Elle s'effondra sur le lit et fut réveillée une demi-heure plus tard par une main qui caressait ses cheveux. Elle ouvrit les yeux et croisa le regard embué d'Hermione.
Neville et elle avaient fait chou blanc, une fois de plus. Tout se mélangeait dans sa tête, ses recherches pour retrouver la meurtrière, cette sœur cachée dont elle ignorait tout, à part le fait que c'est une mage du temps, ses secrets envers Ginny … Cependant il y avait une chose qu'elle pouvait confier à sa petite-amie.
-Je n'arrête pas de penser à mes parents, murmura-t-elle la gorge nouée.

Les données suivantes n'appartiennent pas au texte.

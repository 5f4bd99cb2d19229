//! Command-line interface for the mini-app.

use clap::{Parser, Subcommand};

use crate::ai::Difficulty;
use crate::settings::GameMode;

/// Tic-tac-toe mini-app with an unbeatable opponent
#[derive(Parser, Debug)]
#[command(name = "tictactoe_miniapp")]
#[command(about = "Terminal tic-tac-toe with three opponent policies", long_about = None)]
#[command(version)]
pub struct Cli {
    /// Subcommand to run
    #[command(subcommand)]
    pub command: Command,
}

/// Available commands
#[derive(Subcommand, Debug)]
pub enum Command {
    /// Play in the terminal
    Play {
        /// Opponent difficulty
        #[arg(long, value_enum, default_value_t = Difficulty::Hard)]
        difficulty: Difficulty,

        /// Opponent mode
        #[arg(long, value_enum, default_value_t = GameMode::VsComputer)]
        mode: GameMode,

        /// Base URL of the host platform's profile endpoint.
        /// Falls back to the MINIAPP_PROFILE_URL environment variable.
        #[arg(long)]
        profile_url: Option<String>,

        /// URL offered by the share action.
        /// Falls back to the MINIAPP_SHARE_URL environment variable.
        #[arg(long)]
        share_url: Option<String>,

        /// Delay before the computer's reply, in milliseconds
        #[arg(long, default_value_t = 500)]
        delay_ms: u64,
    },

    /// Pit two policies against each other and print the tallies
    Simulate {
        /// Policy playing X (moves first)
        #[arg(long, value_enum, default_value_t = Difficulty::Hard)]
        x: Difficulty,

        /// Policy playing O
        #[arg(long, value_enum, default_value_t = Difficulty::Hard)]
        o: Difficulty,

        /// Number of games to play
        #[arg(long, default_value_t = 100)]
        games: u32,

        /// Print the tally as JSON instead of text
        #[arg(long)]
        json: bool,
    },
}
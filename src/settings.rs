//! Session settings: user-configurable preferences for the game.

use crate::ai::Difficulty;

/// Who sits across the board.
///
/// Defaults to [`GameMode::VsComputer`]; the human always plays X.
#[derive(Debug, Clone, Copy, PartialEq, Eq, Default, clap::ValueEnum)]
pub enum GameMode {
    /// The human plays X against the automated O.
    #[default]
    VsComputer,
    /// Two humans share the keyboard.
    TwoPlayer,
}

impl GameMode {
    /// Returns the display label for this mode.
    pub fn label(self) -> &'static str {
        match self {
            Self::VsComputer => "Player vs AI",
            Self::TwoPlayer => "Player vs Player",
        }
    }

    /// Toggles between the two modes.
    pub fn toggle(self) -> Self {
        match self {
            Self::VsComputer => Self::TwoPlayer,
            Self::TwoPlayer => Self::VsComputer,
        }
    }
}

/// User-configurable settings for a session.
#[derive(Debug, Clone, Copy, PartialEq, Eq, Default)]
pub struct Settings {
    /// Opponent mode for each game.
    pub mode: GameMode,
    /// Difficulty of the automated opponent.
    pub difficulty: Difficulty,
}

impl Settings {
    /// Creates settings with the given mode and difficulty.
    pub fn new(mode: GameMode, difficulty: Difficulty) -> Self {
        Self { mode, difficulty }
    }
}
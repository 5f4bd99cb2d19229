//! Tic-tac-toe mini-app library.
//!
//! A terminal-hosted rendition of a messaging-platform mini-app game: a
//! human plays X against an automated O at three difficulty levels, or two
//! humans share the keyboard.
//!
//! # Architecture
//!
//! - **Game**: board, rules, and the per-game state machine ([`Round`])
//! - **AI**: the three move-selection policies ([`Difficulty`])
//! - **Schedule**: the cancellable display delay before the computer reply
//! - **Identity / Host**: cosmetic platform collaborators with graceful
//!   fallbacks; their failure never blocks gameplay
//! - **TUI**: thin rendering adapter over the round state

#![warn(missing_docs)]
#![forbid(unsafe_code)]

pub mod ai;
pub mod cli;
pub mod game;
pub mod host;
pub mod identity;
pub mod schedule;
pub mod settings;
pub mod simulate;
pub mod tui;

// Crate-level exports - game types
pub use game::{Board, Mark, Outcome, Position, Round, Square, evaluate};

// Crate-level exports - move selection
pub use ai::{Difficulty, select_move};

// Crate-level exports - scheduling
pub use schedule::{MoveScheduler, ScheduledMove};

// Crate-level exports - collaborators
pub use host::{HostError, HostWindow, NativeWindow};
pub use identity::{GuestIdentity, IdentityError, IdentityProvider, MiniAppIdentity, Profile};

// Crate-level exports - session settings
pub use settings::{GameMode, Settings};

La rouquine tâtonna dans l'obscurité pour atteindre sa baguette afin d'éclairer la pièce mais ne la trouva pas. Elle ne s'en préoccupa pas, concentrée sur ce que lui disait Hermione. Elle la prit dans ses bras et la serra fort contre elle.
-Je peux qu'imaginer ce que tu ressens et je me doute à quel point c'est difficile… Mais un jour, j'en suis certaine, vous vous retrouverez. En attendant, moi, je suis là, près de toi, je le serai toujours, quoi qu'il arrive, chuchota-elle au creux de l'oreille de la brunette.

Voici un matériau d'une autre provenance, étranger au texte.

//! Headless policy-vs-policy simulation.

use crate::ai::{self, Difficulty};
use crate::game::{Board, Mark, Outcome, Square, evaluate};
use rand::Rng;
use serde::Serialize;
use tracing::{debug, instrument};

/// Win/tie tallies from a batch of simulated games.
#[derive(Debug, Clone, Copy, Default, PartialEq, Eq, Serialize)]
pub struct Tally {
    /// Games won by X.
    pub x_wins: u32,
    /// Games won by O.
    pub o_wins: u32,
    /// Games ending with a full board and no line.
    pub ties: u32,
}

impl std::fmt::Display for Tally {
    fn fmt(&self, f: &mut std::fmt::Formatter<'_>) -> std::fmt::Result {
        write!(
            f,
            "X wins: {}, O wins: {}, ties: {}",
            self.x_wins, self.o_wins, self.ties
        )
    }
}

/// Plays `games` rounds of `x_policy` against `o_policy` and tallies the
/// outcomes. X always opens.
#[instrument(skip(rng))]
pub fn run<R: Rng>(
    x_policy: Difficulty,
    o_policy: Difficulty,
    games: u32,
    rng: &mut R,
) -> Tally {
    let mut tally = Tally::default();

    for game in 0..games {
        let outcome = play_one(x_policy, o_policy, rng);
        debug!(game, ?outcome, "Simulated game finished");
        match outcome {
            Outcome::XWon => tally.x_wins += 1,
            Outcome::OWon => tally.o_wins += 1,
            Outcome::Tie => tally.ties += 1,
            Outcome::Continue => unreachable!("game loop exits only on terminal outcomes"),
        }
    }

    tally
}

fn play_one<R: Rng>(x_policy: Difficulty, o_policy: Difficulty, rng: &mut R) -> Outcome {
    let mut board = Board::new();
    let mut mark = Mark::X;

    loop {
        let policy = match mark {
            Mark::X => x_policy,
            Mark::O => o_policy,
        };
        let pos = ai::select_move(&board, mark, policy, rng)
            .expect("an active game always has an empty square");
        board.set(pos, Square::Taken(mark));

        let outcome = evaluate(&board);
        if outcome.is_terminal() {
            return outcome;
        }
        mark = mark.opponent();
    }
}

#[cfg(test)]
mod tests {
    use super::*;
    use rand::SeedableRng;
    use rand::rngs::StdRng;

    #[test]
    fn test_tally_counts_every_game() {
        let mut rng = StdRng::seed_from_u64(11);
        let tally = run(Difficulty::Easy, Difficulty::Easy, 50, &mut rng);
        assert_eq!(tally.x_wins + tally.o_wins + tally.ties, 50);
    }

    #[test]
    fn test_hard_mirror_always_ties() {
        let mut rng = StdRng::seed_from_u64(11);
        let tally = run(Difficulty::Hard, Difficulty::Hard, 5, &mut rng);
        assert_eq!(tally.ties, 5);
    }
}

Hermione tourna la tête et l'embrassa avec passion. Elle l'a renversa sur le lit et s'allongea sur elle. Leurs cœurs battaient à toute vitesse. Elles se séparèrent, haletante, et se regardèrent dans les yeux. Toutes les deux savaient qu'elles étaient prêtes à franchir le prochain cap de leur relation.

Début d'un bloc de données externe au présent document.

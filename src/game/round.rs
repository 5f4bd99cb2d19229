//! The per-game state machine.

use super::rules::{self, Outcome};
use super::types::{Board, Mark, Square};
use super::Position;
use crate::settings::GameMode;
use tracing::{debug, info, instrument};

/// A single game in progress: the board, the side to move, and the flags
/// gating input.
///
/// `player_turn` is false only during the window between a human move and
/// the automated reply, so stray input in that window is rejected. `active`
/// goes false exactly when a win or tie is detected and no further moves
/// are accepted until [`Round::reset`].
///
/// Invalid attempts are ignored rather than surfaced as errors: the caller
/// learns everything it needs from the returned [`Outcome`], and a `None`
/// means nothing changed.
#[derive(Debug, Clone)]
pub struct Round {
    board: Board,
    current: Mark,
    player_turn: bool,
    active: bool,
    mode: GameMode,
}

impl Round {
    /// Creates a fresh round: empty board, X to move, both flags set.
    #[instrument]
    pub fn new(mode: GameMode) -> Self {
        Self {
            board: Board::new(),
            current: Mark::X,
            player_turn: true,
            active: true,
            mode,
        }
    }

    /// The board.
    pub fn board(&self) -> &Board {
        &self.board
    }

    /// The marker owning the next move.
    pub fn current_mark(&self) -> Mark {
        self.current
    }

    /// False once a win or tie has been detected.
    pub fn is_active(&self) -> bool {
        self.active
    }

    /// True when human input is currently accepted.
    pub fn is_player_turn(&self) -> bool {
        self.player_turn
    }

    /// The opponent mode this round was created with.
    pub fn mode(&self) -> GameMode {
        self.mode
    }

    /// True when the automated player owns the next move.
    pub fn awaits_computer(&self) -> bool {
        self.mode == GameMode::VsComputer && self.active && self.current == Mark::O
    }

    /// Applies a human-initiated move.
    ///
    /// Returns `None` when the move is ignored: outside the player's turn,
    /// on an occupied square, or after the round has ended. On a continuing
    /// game in vs-computer mode the player's turn is suspended until the
    /// scheduled reply lands.
    #[instrument(skip(self), fields(mark = %self.current))]
    pub fn human_move(&mut self, pos: Position) -> Option<Outcome> {
        if !self.player_turn {
            debug!(?pos, "Ignoring input outside the player's turn");
            return None;
        }

        let outcome = self.apply(pos)?;
        if outcome == Outcome::Continue && self.mode == GameMode::VsComputer {
            self.player_turn = false;
        }
        Some(outcome)
    }

    /// Applies the automated player's move.
    ///
    /// Not gated on `player_turn`; restores it once the move lands so the
    /// human may act again.
    #[instrument(skip(self), fields(mark = %self.current))]
    pub fn computer_move(&mut self, pos: Position) -> Option<Outcome> {
        let outcome = self.apply(pos)?;
        if outcome == Outcome::Continue {
            self.player_turn = true;
        }
        Some(outcome)
    }

    /// Places the current marker and evaluates the board.
    ///
    /// On a continuing game ownership flips to the other marker; on a
    /// terminal outcome the round deactivates and `current` keeps the
    /// marker that ended it.
    fn apply(&mut self, pos: Position) -> Option<Outcome> {
        if !self.active {
            debug!(?pos, "Ignoring move on a finished round");
            return None;
        }
        if !self.board.is_empty(pos) {
            debug!(?pos, "Ignoring move on an occupied square");
            return None;
        }

        self.board.set(pos, Square::Taken(self.current));
        let outcome = rules::evaluate(&self.board);
        match outcome {
            Outcome::Continue => self.current = self.current.opponent(),
            _ => {
                info!(?outcome, "Round ended");
                self.active = false;
            }
        }
        Some(outcome)
    }

    /// Restores the opening state. The mode is preserved.
    #[instrument(skip(self))]
    pub fn reset(&mut self) {
        debug!("Resetting round");
        self.board = Board::new();
        self.current = Mark::X;
        self.player_turn = true;
        self.active = true;
    }
}

#[cfg(test)]
mod tests {
    use super::*;

    #[test]
    fn test_alternating_marks() {
        let mut round = Round::new(GameMode::TwoPlayer);
        assert_eq!(round.current_mark(), Mark::X);
        round.human_move(Position::Center);
        assert_eq!(round.current_mark(), Mark::O);
        round.human_move(Position::TopLeft);
        assert_eq!(round.current_mark(), Mark::X);
    }

    #[test]
    fn test_vs_computer_suspends_player_turn() {
        let mut round = Round::new(GameMode::VsComputer);
        round.human_move(Position::Center);
        assert!(!round.is_player_turn());
        assert!(round.awaits_computer());

        round.computer_move(Position::TopLeft);
        assert!(round.is_player_turn());
        assert!(!round.awaits_computer());
    }

    #[test]
    fn test_two_player_keeps_player_turn() {
        let mut round = Round::new(GameMode::TwoPlayer);
        round.human_move(Position::Center);
        assert!(round.is_player_turn());
        assert!(!round.awaits_computer());
    }
}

Hanna fit un sourire à la femme qui se trouvait face à elle et lui tendit l'objet qu'elle tenait dans la main. La femme s'empara de la baguette et l'examina sous toutes les coutures.
-Beaucoup pensent que la baguette choisi son sorcier, que les deux sont étroitement liés, qu'elle est même l'essence du pouvoir de celui qui la possède. Voyons-voir à quel point c'est vrai, dit-elle avec un rictus mauvais.
La Serdaigle était on ne peut plus fière d'elle. Feindre une collision avec Ginny pour lui voler sa baguette avait été plus aisé qu'elle ne l'avait imaginé.
Tout se déroulait à merveille, le plan se mettait en place au fur et à mesure.